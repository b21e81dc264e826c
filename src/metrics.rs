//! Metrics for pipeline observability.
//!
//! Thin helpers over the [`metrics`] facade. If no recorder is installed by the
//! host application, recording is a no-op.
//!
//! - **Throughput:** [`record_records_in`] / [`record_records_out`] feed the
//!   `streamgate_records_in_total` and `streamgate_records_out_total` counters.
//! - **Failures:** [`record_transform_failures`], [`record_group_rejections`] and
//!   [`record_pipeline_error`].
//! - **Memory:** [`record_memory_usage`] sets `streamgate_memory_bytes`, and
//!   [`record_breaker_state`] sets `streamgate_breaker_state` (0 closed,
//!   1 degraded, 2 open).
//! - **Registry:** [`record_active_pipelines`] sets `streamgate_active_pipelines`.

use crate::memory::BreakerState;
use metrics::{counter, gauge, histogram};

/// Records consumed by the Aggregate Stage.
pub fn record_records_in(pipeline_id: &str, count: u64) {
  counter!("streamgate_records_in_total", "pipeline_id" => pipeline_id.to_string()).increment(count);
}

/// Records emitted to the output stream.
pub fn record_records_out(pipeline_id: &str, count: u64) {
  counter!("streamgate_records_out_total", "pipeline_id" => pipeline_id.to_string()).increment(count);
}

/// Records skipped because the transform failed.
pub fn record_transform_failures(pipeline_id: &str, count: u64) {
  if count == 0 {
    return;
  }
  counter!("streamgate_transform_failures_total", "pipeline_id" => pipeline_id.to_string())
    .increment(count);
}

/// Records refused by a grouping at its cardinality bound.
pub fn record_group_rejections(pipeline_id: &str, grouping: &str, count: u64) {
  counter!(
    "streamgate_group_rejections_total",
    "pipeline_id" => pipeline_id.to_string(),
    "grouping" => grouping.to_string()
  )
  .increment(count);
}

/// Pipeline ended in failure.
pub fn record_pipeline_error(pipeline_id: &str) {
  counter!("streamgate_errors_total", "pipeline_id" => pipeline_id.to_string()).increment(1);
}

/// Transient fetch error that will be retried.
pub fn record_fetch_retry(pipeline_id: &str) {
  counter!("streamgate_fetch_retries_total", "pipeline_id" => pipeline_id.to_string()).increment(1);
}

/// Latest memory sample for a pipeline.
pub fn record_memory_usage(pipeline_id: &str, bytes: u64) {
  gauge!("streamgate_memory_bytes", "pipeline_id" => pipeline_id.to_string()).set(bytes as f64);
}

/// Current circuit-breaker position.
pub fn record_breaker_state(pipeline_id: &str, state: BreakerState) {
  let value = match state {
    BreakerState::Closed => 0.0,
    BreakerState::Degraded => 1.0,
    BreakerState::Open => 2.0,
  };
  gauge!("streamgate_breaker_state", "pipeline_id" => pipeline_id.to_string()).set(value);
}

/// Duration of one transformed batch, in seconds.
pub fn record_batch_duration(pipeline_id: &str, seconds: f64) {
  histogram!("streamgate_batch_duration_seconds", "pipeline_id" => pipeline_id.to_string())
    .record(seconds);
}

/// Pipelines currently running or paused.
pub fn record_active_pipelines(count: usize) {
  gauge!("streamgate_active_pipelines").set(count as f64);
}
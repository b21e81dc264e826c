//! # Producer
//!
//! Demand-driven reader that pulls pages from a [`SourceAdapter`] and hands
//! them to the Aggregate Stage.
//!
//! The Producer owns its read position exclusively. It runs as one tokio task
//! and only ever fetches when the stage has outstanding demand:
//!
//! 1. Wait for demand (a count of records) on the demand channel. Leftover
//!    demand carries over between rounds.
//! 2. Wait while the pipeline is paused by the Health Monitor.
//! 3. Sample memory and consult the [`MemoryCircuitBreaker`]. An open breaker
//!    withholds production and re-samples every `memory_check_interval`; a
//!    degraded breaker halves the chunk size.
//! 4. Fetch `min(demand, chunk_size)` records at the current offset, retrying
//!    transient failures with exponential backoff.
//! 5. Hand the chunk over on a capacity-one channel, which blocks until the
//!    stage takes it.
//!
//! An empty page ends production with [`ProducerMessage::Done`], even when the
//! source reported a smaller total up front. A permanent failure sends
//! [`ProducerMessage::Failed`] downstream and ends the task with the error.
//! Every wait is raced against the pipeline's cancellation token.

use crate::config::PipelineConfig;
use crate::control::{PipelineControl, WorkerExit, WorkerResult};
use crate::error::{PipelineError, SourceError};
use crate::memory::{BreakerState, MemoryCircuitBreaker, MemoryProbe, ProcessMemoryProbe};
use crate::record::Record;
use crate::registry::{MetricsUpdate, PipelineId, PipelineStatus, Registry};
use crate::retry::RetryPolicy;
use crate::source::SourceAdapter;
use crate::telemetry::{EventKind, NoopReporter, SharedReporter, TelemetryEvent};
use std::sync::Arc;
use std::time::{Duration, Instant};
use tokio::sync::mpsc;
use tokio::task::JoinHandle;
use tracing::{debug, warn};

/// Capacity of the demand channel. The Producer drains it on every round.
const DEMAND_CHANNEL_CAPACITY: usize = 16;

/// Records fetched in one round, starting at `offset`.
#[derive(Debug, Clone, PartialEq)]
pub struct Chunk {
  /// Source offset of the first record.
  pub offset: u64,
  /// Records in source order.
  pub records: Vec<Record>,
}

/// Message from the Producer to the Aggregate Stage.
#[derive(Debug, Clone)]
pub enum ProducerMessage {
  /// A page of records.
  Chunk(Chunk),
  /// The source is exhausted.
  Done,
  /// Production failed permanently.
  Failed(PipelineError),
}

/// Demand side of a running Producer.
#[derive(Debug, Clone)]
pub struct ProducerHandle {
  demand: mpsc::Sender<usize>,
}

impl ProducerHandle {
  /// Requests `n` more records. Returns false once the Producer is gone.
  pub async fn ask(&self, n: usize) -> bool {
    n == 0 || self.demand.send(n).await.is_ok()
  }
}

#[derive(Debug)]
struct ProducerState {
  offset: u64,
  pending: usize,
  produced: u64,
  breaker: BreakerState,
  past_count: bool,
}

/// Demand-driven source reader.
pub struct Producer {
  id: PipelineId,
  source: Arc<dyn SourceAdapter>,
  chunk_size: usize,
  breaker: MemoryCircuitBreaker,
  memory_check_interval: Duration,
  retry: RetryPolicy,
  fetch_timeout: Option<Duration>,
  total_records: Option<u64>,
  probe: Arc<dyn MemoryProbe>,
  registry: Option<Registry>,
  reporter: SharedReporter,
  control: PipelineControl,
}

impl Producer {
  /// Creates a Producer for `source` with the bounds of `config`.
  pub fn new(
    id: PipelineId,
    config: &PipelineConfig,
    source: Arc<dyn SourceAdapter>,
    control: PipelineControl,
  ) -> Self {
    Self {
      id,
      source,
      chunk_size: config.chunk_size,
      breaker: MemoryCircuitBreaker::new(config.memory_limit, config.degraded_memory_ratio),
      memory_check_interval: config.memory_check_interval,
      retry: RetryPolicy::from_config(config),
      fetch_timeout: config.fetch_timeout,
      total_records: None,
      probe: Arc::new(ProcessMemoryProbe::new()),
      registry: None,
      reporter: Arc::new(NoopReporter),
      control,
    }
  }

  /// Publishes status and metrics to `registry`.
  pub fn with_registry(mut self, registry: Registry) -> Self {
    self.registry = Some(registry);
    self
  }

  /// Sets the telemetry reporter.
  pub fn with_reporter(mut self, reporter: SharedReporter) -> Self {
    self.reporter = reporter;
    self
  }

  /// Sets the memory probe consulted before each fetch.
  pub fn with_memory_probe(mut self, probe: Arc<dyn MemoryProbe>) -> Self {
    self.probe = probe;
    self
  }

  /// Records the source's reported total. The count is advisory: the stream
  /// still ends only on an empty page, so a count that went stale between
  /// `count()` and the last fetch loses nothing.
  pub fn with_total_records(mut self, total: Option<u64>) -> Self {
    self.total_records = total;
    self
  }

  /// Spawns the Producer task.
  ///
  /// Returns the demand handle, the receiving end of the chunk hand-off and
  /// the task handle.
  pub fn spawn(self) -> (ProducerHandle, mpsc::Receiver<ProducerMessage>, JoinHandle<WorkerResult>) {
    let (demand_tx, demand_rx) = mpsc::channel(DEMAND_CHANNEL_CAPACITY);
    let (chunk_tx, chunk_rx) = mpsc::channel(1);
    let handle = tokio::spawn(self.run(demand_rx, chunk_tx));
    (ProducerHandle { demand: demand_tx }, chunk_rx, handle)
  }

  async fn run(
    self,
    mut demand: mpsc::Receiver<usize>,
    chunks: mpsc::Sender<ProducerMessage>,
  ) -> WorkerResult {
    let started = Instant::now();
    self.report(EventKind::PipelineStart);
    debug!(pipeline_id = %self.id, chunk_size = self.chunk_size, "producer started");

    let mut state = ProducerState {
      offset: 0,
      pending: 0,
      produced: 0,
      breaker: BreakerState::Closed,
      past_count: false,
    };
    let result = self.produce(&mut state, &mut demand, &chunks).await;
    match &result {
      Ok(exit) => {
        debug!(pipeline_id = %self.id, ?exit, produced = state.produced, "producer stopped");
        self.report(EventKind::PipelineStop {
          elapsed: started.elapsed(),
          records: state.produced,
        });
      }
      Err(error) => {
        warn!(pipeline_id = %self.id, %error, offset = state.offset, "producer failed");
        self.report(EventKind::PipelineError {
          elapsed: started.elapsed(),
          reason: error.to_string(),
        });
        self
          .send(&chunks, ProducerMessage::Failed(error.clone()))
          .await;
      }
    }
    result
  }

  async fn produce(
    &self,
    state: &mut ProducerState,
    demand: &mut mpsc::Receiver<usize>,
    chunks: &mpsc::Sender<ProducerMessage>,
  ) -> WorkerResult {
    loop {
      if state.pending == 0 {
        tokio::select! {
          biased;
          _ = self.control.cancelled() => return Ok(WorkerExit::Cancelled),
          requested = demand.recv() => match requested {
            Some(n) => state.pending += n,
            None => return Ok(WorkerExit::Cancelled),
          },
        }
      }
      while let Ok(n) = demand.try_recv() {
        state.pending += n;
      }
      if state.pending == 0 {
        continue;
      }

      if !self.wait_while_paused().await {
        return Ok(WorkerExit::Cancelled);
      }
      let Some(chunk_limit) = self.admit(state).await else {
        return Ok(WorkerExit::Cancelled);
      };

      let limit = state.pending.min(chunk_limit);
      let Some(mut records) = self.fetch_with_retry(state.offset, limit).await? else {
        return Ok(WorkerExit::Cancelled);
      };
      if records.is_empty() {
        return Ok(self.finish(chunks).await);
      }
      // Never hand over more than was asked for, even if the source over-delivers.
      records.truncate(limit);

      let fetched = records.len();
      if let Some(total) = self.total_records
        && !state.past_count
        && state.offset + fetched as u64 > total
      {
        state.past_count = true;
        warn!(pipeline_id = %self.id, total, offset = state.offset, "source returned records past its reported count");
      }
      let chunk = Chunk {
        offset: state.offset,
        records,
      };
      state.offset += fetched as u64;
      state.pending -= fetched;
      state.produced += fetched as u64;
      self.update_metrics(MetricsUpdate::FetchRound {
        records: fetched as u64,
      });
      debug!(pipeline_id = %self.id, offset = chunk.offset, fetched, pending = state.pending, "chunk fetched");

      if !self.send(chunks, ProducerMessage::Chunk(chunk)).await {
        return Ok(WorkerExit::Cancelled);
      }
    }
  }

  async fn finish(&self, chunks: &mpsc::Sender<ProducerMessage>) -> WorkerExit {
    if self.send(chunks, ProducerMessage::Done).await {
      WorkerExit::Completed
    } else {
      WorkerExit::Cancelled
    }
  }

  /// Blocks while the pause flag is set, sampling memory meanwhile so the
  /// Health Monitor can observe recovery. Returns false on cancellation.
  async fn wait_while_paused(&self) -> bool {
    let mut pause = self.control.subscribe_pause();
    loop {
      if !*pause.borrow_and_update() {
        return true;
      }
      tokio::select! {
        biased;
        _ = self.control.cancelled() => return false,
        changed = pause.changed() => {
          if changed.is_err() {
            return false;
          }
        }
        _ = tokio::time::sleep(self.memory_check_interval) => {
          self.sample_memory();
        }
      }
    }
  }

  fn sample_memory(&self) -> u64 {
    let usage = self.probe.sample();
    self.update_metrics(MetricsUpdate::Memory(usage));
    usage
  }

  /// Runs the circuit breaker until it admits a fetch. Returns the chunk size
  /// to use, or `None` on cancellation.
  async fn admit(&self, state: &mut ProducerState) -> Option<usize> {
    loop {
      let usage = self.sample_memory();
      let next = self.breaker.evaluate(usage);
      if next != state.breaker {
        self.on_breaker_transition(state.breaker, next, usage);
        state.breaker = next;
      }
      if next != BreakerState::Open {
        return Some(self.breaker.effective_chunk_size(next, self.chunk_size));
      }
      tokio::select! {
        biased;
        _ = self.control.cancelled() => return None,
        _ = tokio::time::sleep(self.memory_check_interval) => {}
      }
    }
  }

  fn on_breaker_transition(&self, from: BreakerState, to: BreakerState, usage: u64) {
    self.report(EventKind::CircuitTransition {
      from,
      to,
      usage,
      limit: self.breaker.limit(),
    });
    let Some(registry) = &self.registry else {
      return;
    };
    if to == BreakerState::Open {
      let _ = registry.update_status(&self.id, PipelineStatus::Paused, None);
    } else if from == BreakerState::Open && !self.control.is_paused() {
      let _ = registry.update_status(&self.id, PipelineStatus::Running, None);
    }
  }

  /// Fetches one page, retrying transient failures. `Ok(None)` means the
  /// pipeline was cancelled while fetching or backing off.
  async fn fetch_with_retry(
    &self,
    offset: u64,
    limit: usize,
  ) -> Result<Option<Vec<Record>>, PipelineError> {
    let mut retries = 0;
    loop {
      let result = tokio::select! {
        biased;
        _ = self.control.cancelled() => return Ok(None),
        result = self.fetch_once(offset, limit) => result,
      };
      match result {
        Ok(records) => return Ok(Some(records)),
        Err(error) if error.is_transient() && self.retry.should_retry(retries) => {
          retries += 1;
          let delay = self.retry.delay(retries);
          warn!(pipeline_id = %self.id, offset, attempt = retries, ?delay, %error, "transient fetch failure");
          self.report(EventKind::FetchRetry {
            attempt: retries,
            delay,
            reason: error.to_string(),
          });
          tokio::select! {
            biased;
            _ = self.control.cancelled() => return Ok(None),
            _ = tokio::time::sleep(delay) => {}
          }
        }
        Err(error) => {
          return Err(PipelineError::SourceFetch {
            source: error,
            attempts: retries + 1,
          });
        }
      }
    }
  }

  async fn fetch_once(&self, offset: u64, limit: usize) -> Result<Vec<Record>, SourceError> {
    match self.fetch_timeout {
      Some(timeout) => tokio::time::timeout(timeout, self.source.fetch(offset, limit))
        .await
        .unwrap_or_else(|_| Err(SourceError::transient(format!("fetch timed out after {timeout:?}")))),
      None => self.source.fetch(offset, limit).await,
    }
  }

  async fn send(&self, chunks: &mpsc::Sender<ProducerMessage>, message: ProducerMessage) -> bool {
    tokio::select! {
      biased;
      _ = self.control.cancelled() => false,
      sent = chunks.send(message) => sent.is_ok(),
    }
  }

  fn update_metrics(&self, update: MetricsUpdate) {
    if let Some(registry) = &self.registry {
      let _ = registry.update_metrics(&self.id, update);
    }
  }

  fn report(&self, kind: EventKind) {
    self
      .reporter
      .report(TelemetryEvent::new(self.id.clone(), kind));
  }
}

• Description of the task:
Return exactly the lines from the beginning of the data above through the one containing "pub fn record_pipeline_error(pipeline_id: &str)", please. Include both end lines and add nothing else.

• Written response:
repository b21e81dc264e826c
filename src/metrics.rs
//! Metrics for pipeline observability.
//!
//! Thin helpers over the [`metrics`] facade. If no recorder is installed by the
//! host application, recording is a no-op.
//!
//! - **Throughput:** [`record_records_in`] / [`record_records_out`] feed the
//!   `streamgate_records_in_total` and `streamgate_records_out_total` counters.
//! - **Failures:** [`record_transform_failures`], [`record_group_rejections`] and
//!   [`record_pipeline_error`].
//! - **Memory:** [`record_memory_usage`] sets `streamgate_memory_bytes`, and
//!   [`record_breaker_state`] sets `streamgate_breaker_state` (0 closed,
//!   1 degraded, 2 open).
//! - **Registry:** [`record_active_pipelines`] sets `streamgate_active_pipelines`.

use crate::memory::BreakerState;
use metrics::{counter, gauge, histogram};

/// Records consumed by the Aggregate Stage.
pub fn record_records_in(pipeline_id: &str, count: u64) {
  counter!("streamgate_records_in_total", "pipeline_id" => pipeline_id.to_string()).increment(count);
}

/// Records emitted to the output stream.
pub fn record_records_out(pipeline_id: &str, count: u64) {
  counter!("streamgate_records_out_total", "pipeline_id" => pipeline_id.to_string()).increment(count);
}

/// Records skipped because the transform failed.
pub fn record_transform_failures(pipeline_id: &str, count: u64) {
  if count == 0 {
    return;
  }
  counter!("streamgate_transform_failures_total", "pipeline_id" => pipeline_id.to_string())
    .increment(count);
}

/// Records refused by a grouping at its cardinality bound.
pub fn record_group_rejections(pipeline_id: &str, grouping: &str, count: u64) {
  counter!(
    "streamgate_group_rejections_total",
    "pipeline_id" => pipeline_id.to_string(),
    "grouping" => grouping.to_string()
  )
  .increment(count);
}

/// Pipeline ended in failure.
pub fn record_pipeline_error(pipeline_id: &str) {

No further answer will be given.